There is a strong case for complementarity. Different economies can specialise in segments of a value chain while remaining connected through trade and logistics. Electronics, pharmaceuticals, textiles with traceability requirements, and electric mobility offer clear entry points. What matters is the coherence of the network, not the completeness of each node.
Financing the Foundations
Infrastructure—energy, logistics, and digital connectivity—remains a binding constraint across much of the region. Fiscal pressures limit traditional public financing. This makes it necessary to design financing structures that crowd in private capital without creating unsustainable liabilities.
Blended finance—combining public funds, multilateral support, and private investment—can reduce project risk and improve bankability. Success will depend on transparent governance and credible project pipelines across participating countries.
Deepening Capital Markets: Financing and Exit Within the Region
Many Afro-Asian economies have limited capital market depth. Financial systems remain bank-centric, with underdeveloped equity and corporate bond markets. This affects access to long-term capital and reduces investor exit options—critical for investment decisions.
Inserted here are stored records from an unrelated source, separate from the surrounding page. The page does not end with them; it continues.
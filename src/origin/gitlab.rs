//! Implements the IssueProvider trait for GitLab
use async_trait::async_trait;
use git_url_parse::GitUrl;
use log::*;
use reqwest::{
    Client, StatusCode,
    header::{HeaderMap, HeaderValue},
};
use secrecy::{ExposeSecret, SecretString};
use serde::Deserialize;
use url::form_urlencoded;

use crate::{
    error::{ClparseError, Result},
    origin::{Issue, ItemRef, traits::IssueProvider},
};

#[derive(Debug, Deserialize)]
struct GitlabIssue {
    iid: u64,
    title: String,
    description: Option<String>,
}

/// GitLab provider using the REST issues endpoint, keyed by the
/// URL-escaped namespaced project path.
pub struct Gitlab {
    client: Client,
    project: String,
}

impl Gitlab {
    /// Create a GitLab client with optional PRIVATE-TOKEN authentication.
    pub fn new(parsed: &GitUrl, token: SecretString) -> Result<Self> {
        let mut headers = HeaderMap::new();

        let token = token.expose_secret();
        if !token.is_empty() {
            let mut value = HeaderValue::from_str(token)?;
            value.set_sensitive(true);
            headers.insert("PRIVATE-TOKEN", value);
        }

        let client = Client::builder().default_headers(headers).build()?;

        Ok(Self {
            client,
            project: parsed.fullname.clone(),
        })
    }

    fn issue_url(&self, number: u64) -> String {
        let project: String =
            form_urlencoded::byte_serialize(self.project.as_bytes()).collect();
        format!(
            "https://gitlab.com/api/v4/projects/{}/issues/{}",
            project, number
        )
    }
}

#[async_trait]
impl IssueProvider for Gitlab {
    // GitLab merge requests use a separate iid space, but referenced
    // items resolve through the issues endpoint regardless of kind.
    async fn get_issue(&self, item: ItemRef) -> Result<Option<Issue>> {
        let url = self.issue_url(item.number);
        debug!("fetching issue details: {url}");

        let response = self.client.get(&url).send().await?;

        if response.status() == StatusCode::NOT_FOUND {
            return Ok(None);
        }

        if !response.status().is_success() {
            return Err(ClparseError::provider(format!(
                "{url}: {}",
                response.status()
            )));
        }

        let issue: GitlabIssue = response.json().await?;

        Ok(Some(Issue {
            number: issue.iid,
            title: issue.title,
            body: issue.description.unwrap_or_default(),
        }))
    }
}

#[cfg(test)]
mod tests {
    use super::*;

    fn provider_for(url: &str) -> Gitlab {
        let parsed = GitUrl::parse(url).unwrap();
        Gitlab::new(&parsed, SecretString::from("".to_string())).unwrap()
    }

    #[test]
    fn parses_project_from_https_url() {
        let gitlab = provider_for("https://gitlab.com/group/project");
        assert_eq!(gitlab.project, "group/project");
    }

    #[test]
    fn parses_project_from_ssh_url() {
        let gitlab = provider_for("git@gitlab.com:group/project.git");
        assert_eq!(gitlab.project, "group/project");
    }

    #[test]
    fn url_escapes_namespaced_project_path() {
        let gitlab = provider_for("https://gitlab.com/group/project");
        assert_eq!(
            gitlab.issue_url(42),
            "https://gitlab.com/api/v4/projects/group%2Fproject/issues/42"
        );
    }
}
Strengthening regional capital market linkages—including connections among financial centres like India and South Africa—can expand access to equity and debt capital. It also provides better exit routes for foreign investors.
Key measures include cross-listing arrangements, harmonisation of disclosure standards, regional bond markets (especially for infrastructure and green finance), and frameworks that enable cross-border institutional investment.
Human Capital for a Technological Economy
The skills gap remains a major challenge. Education and training systems have not kept pace with AI-enabled production, automation, and green technologies.
Cross-country skilling partnerships—shared curricula, mutual recognition of qualifications, and industry-linked training—can help. India’s scale in digital skilling provides opportunities for collaboration.
Strengthening Institutions and Investor Interface
Institutional capacity determines investment outcomes. Many investment promotion agencies (IPAs) act more as facilitation bodies than strategic institutions. To adapt, they need stronger analytical capabilities, targeted investor engagement, and coordination across ministries.
A networked approach among Afro-Asian IPAs can allow shared intelligence and coordinated outreach. Strengthening investor aftercare—tracking investor experience and resolving issues—can improve credibility and reinvestment.
Policy Credibility as a Foundation
Policy credibility matters more than policy intent. Investors look for clarity, consistency, and predictability. Regulatory volatility increases perceived risk and cost of capital.
Incentives are effective only when embedded in stable, rule-based frameworks. Coordinated regional signalling can further reinforce investor confidence.
A Collective Opportunity
Global supply chains are reconfiguring. A fragmented response from the region may yield only marginal gains. A coordinated approach—built on interoperability, complementarity, and capability—offers more durable outcomes.
India can play a facilitative role through partnerships and platforms, but the effort must be framed as shared problem-solving.
Dr Arvind Mayaram is a former Finance Secretary to the Government of India, a senior policy advisor, and Chairman of the Institute of Development Studies.